Thirty miles from its mouth, the Great Ossipee contributes one-third of the Saco’s water; this stream issues from Ossipee pond, eighteen miles westward. Between this point at Cornish, and the incoming of the Little Ossipee at Limington, Steep Falls, twenty feet in descent, are formed. Passing onward to Bonnie Eagle Falls it then rushes madly down through a rock-walled channel to Moderation Falls, Bar Mills, and Salmon Falls, where it plunges down, boiling, roaring through a narrow defile cut deep in the solid rock. Below are Union Falls; thence the river descends to the head of Saco Falls, where it is divided by Indian Island, and on either side falls over a precipice forty-two feet and mingles with the saltwater of the bay.

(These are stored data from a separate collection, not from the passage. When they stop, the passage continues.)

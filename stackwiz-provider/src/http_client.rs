//! Generic HTTP client tools
//!
//! Every provider call goes through an [`HttpTransport`] so the retry loop and response
//! handling can be exercised without a network.
//!
//! # design principles
//! - **Transport only moves bytes** - it never interprets status codes
//! - **Retry is narrow** - only HTTP 429 is retried, up to [`RetryPolicy::max_attempts`]
//! - **Bounded waits** - server-supplied `Retry-After` values are capped

use std::time::Duration;

use async_trait::async_trait;
use reqwest::{Client, Method};
use serde::de::DeserializeOwned;

use crate::error::{ProviderError, Result};
use crate::utils::log_sanitizer::truncate_for_log;

/// HTTP method subset used by the provider APIs.
#[derive(Debug, Clone, Copy, PartialEq, Eq)]
pub enum HttpMethod {
    Get,
    Post,
    Patch,
    Delete,
}

impl HttpMethod {
    pub fn as_str(self) -> &'static str {
        match self {
            Self::Get => "GET",
            Self::Post => "POST",
            Self::Patch => "PATCH",
            Self::Delete => "DELETE",
        }
    }
}

/// A request relative to the provider's API base URL.
#[derive(Debug, Clone, PartialEq)]
pub struct ApiRequest {
    pub method: HttpMethod,
    /// Path plus query string, e.g. `/zones?name=example.com`.
    pub path: String,
    pub body: Option<serde_json::Value>,
}

impl ApiRequest {
    pub fn get(path: impl Into<String>) -> Self {
        Self {
            method: HttpMethod::Get,
            path: path.into(),
            body: None,
        }
    }

    pub fn post(path: impl Into<String>, body: serde_json::Value) -> Self {
        Self {
            method: HttpMethod::Post,
            path: path.into(),
            body: Some(body),
        }
    }

    pub fn patch(path: impl Into<String>, body: serde_json::Value) -> Self {
        Self {
            method: HttpMethod::Patch,
            path: path.into(),
            body: Some(body),
        }
    }

    pub fn delete(path: impl Into<String>) -> Self {
        Self {
            method: HttpMethod::Delete,
            path: path.into(),
            body: None,
        }
    }
}

/// Raw response as seen by the retry loop.
#[derive(Debug, Clone, PartialEq, Eq)]
pub struct ApiResponse {
    pub status: u16,
    /// `Retry-After` header in seconds, when present and numeric.
    pub retry_after: Option<u64>,
    pub body: String,
}

impl ApiResponse {
    pub fn is_success(&self) -> bool {
        (200..300).contains(&self.status)
    }
}

/// Sends a single request. Implementations must not retry.
#[async_trait]
pub trait HttpTransport: Send + Sync {
    async fn send(&self, request: &ApiRequest) -> Result<ApiResponse>;
}

/// Default connect timeout (seconds)
const DEFAULT_CONNECT_TIMEOUT_SECS: u64 = 10;
/// Default request timeout (seconds)
const DEFAULT_REQUEST_TIMEOUT_SECS: u64 = 30;

/// [`HttpTransport`] backed by `reqwest`, authenticating with a bearer token.
pub struct ReqwestTransport {
    client: Client,
    base_url: String,
    api_token: String,
    provider_name: &'static str,
}

impl ReqwestTransport {
    pub fn new(
        base_url: impl Into<String>,
        api_token: impl Into<String>,
        provider_name: &'static str,
    ) -> Result<Self> {
        let client = Client::builder()
            .connect_timeout(Duration::from_secs(DEFAULT_CONNECT_TIMEOUT_SECS))
            .timeout(Duration::from_secs(DEFAULT_REQUEST_TIMEOUT_SECS))
            .build()
            .map_err(|e| ProviderError::NetworkError {
                provider: provider_name.to_string(),
                detail: format!("Failed to create HTTP client: {e}"),
            })?;

        Ok(Self {
            client,
            base_url: base_url.into(),
            api_token: api_token.into(),
            provider_name,
        })
    }
}

#[async_trait]
impl HttpTransport for ReqwestTransport {
    async fn send(&self, request: &ApiRequest) -> Result<ApiResponse> {
        let provider_name = self.provider_name;
        let url = format!("{}{}", self.base_url, request.path);
        log::debug!("[{provider_name}] {} {url}", request.method.as_str());

        let method = match request.method {
            HttpMethod::Get => Method::GET,
            HttpMethod::Post => Method::POST,
            HttpMethod::Patch => Method::PATCH,
            HttpMethod::Delete => Method::DELETE,
        };

        let mut builder = self
            .client
            .request(method, &url)
            .bearer_auth(&self.api_token);
        if let Some(body) = &request.body {
            log::debug!(
                "[{provider_name}] Request Body: {}",
                truncate_for_log(&body.to_string())
            );
            builder = builder.json(body);
        }

        let response = builder.send().await.map_err(|e| {
            if e.is_timeout() {
                ProviderError::Timeout {
                    provider: provider_name.to_string(),
                    detail: e.to_string(),
                }
            } else {
                ProviderError::NetworkError {
                    provider: provider_name.to_string(),
                    detail: e.to_string(),
                }
            }
        })?;

        let status = response.status().as_u16();
        log::debug!("[{provider_name}] Response Status: {status}");

        // Extract Retry-After header (before consuming response body)
        let retry_after = response
            .headers()
            .get("retry-after")
            .and_then(|v| v.to_str().ok())
            .and_then(|v| v.trim().parse::<u64>().ok());

        let body = response
            .text()
            .await
            .map_err(|e| ProviderError::NetworkError {
                provider: provider_name.to_string(),
                detail: format!("Failed to read response body: {e}"),
            })?;

        log::debug!("[{provider_name}] Response Body: {}", truncate_for_log(&body));

        Ok(ApiResponse {
            status,
            retry_after,
            body,
        })
    }
}

/// Rate-limit retry settings.
#[derive(Debug, Clone, Copy, PartialEq, Eq)]
pub struct RetryPolicy {
    /// Total attempts including the first one.
    pub max_attempts: u32,
    /// Wait used when a 429 carries no usable `Retry-After`.
    pub default_wait: Duration,
    /// Upper bound for server-supplied waits.
    pub max_wait: Duration,
}

impl Default for RetryPolicy {
    fn default() -> Self {
        Self {
            max_attempts: 3,
            default_wait: Duration::from_secs(1),
            max_wait: Duration::from_secs(30),
        }
    }
}

/// HTTP tool function set
pub struct HttpUtils;

impl HttpUtils {
    /// Sends a request, retrying the identical request while the provider answers 429.
    ///
    /// # Returns
    /// * `Ok(response)` - any non-429 response, successful or not; status interpretation is
    ///   left to the provider
    /// * `Err(ProviderError::RateLimited)` - still rate limited after `max_attempts`
    /// * `Err(_)` - transport failure, surfaced immediately
    pub async fn execute_with_retry(
        transport: &dyn HttpTransport,
        request: &ApiRequest,
        provider_name: &str,
        policy: RetryPolicy,
    ) -> Result<ApiResponse> {
        let max_attempts = policy.max_attempts.max(1);
        let mut attempt = 1;

        loop {
            let response = transport.send(request).await?;
            if response.status != 429 {
                return Ok(response);
            }

            if attempt >= max_attempts {
                log::warn!(
                    "[{provider_name}] Rate limited on {} {}, giving up after {attempt} attempt(s)",
                    request.method.as_str(),
                    request.path
                );
                return Err(ProviderError::RateLimited {
                    provider: provider_name.to_string(),
                    retry_after: response.retry_after,
                    attempts: attempt,
                    raw_message: Some(response.body),
                });
            }

            let delay = retry_delay(response.retry_after, &policy);
            log::warn!(
                "[{}] Rate limited (attempt {}/{}), retrying in {:.1}s",
                provider_name,
                attempt,
                max_attempts,
                delay.as_secs_f32()
            );
            tokio::time::sleep(delay).await;
            attempt += 1;
        }
    }

    /// Parse JSON response
    ///
    /// # Returns
    /// * `Ok(T)` - successfully parsed
    /// * `Err(ProviderError::ParseError)` - parsing failed
    pub fn parse_json<T>(response_text: &str, provider_name: &str) -> Result<T>
    where
        T: DeserializeOwned,
    {
        serde_json::from_str(response_text).map_err(|e| {
            log::error!("[{provider_name}] JSON parse failed: {e}");
            log::error!(
                "[{provider_name}] Raw response: {}",
                truncate_for_log(response_text)
            );
            ProviderError::ParseError {
                provider: provider_name.to_string(),
                detail: e.to_string(),
            }
        })
    }
}

/// Server-supplied wait (capped) or the policy default.
fn retry_delay(retry_after: Option<u64>, policy: &RetryPolicy) -> Duration {
    match retry_after {
        Some(secs) => Duration::from_secs(secs).min(policy.max_wait),
        None => policy.default_wait,
    }
}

The view of the cataract on the Saco side is majestic and grand.
Saco River is greatly disturbed by freshets. The water frequently rises ten feet, and has reached the height of twenty-five feet, resulting in a great destruction of property along its entire course. In 1775 a stream called New river broke out of the White Mountains and discharged into the Ellis river; thence into the Saco, which was so enormously swollen by this avalanche of waters that mills, bridges, large quantities of lumber, and many domestic animals were swept away. Very destructive freshets occurred in 1814, when saw-mills and bridges were taken bodily from their foundations and carried down the mighty current. Again in 1843 there was a memorable rise in the river which nearly cleared its banks of mills, houses, and lumber. Some of the saw-mills, chained to sturdy old oaks upon the bank, were carried away, the heavy chains being torn in pieces by the resistless flood.
Although the lands adjacent to the river have been nearly denuded of the grand old pines that once grew there, the lumbermen land their logs upon the banks, and the stream is the great highway, or rather water-way, over which the brawny, blue-shirted river-men “drive” them to the mills below.
Who that spent their early years on the Saco, that has fished along its banks, sailed upon its surface, bathed in its eddies, or listened to its murmur, can cease to look back with pleasure to those careless, happy days?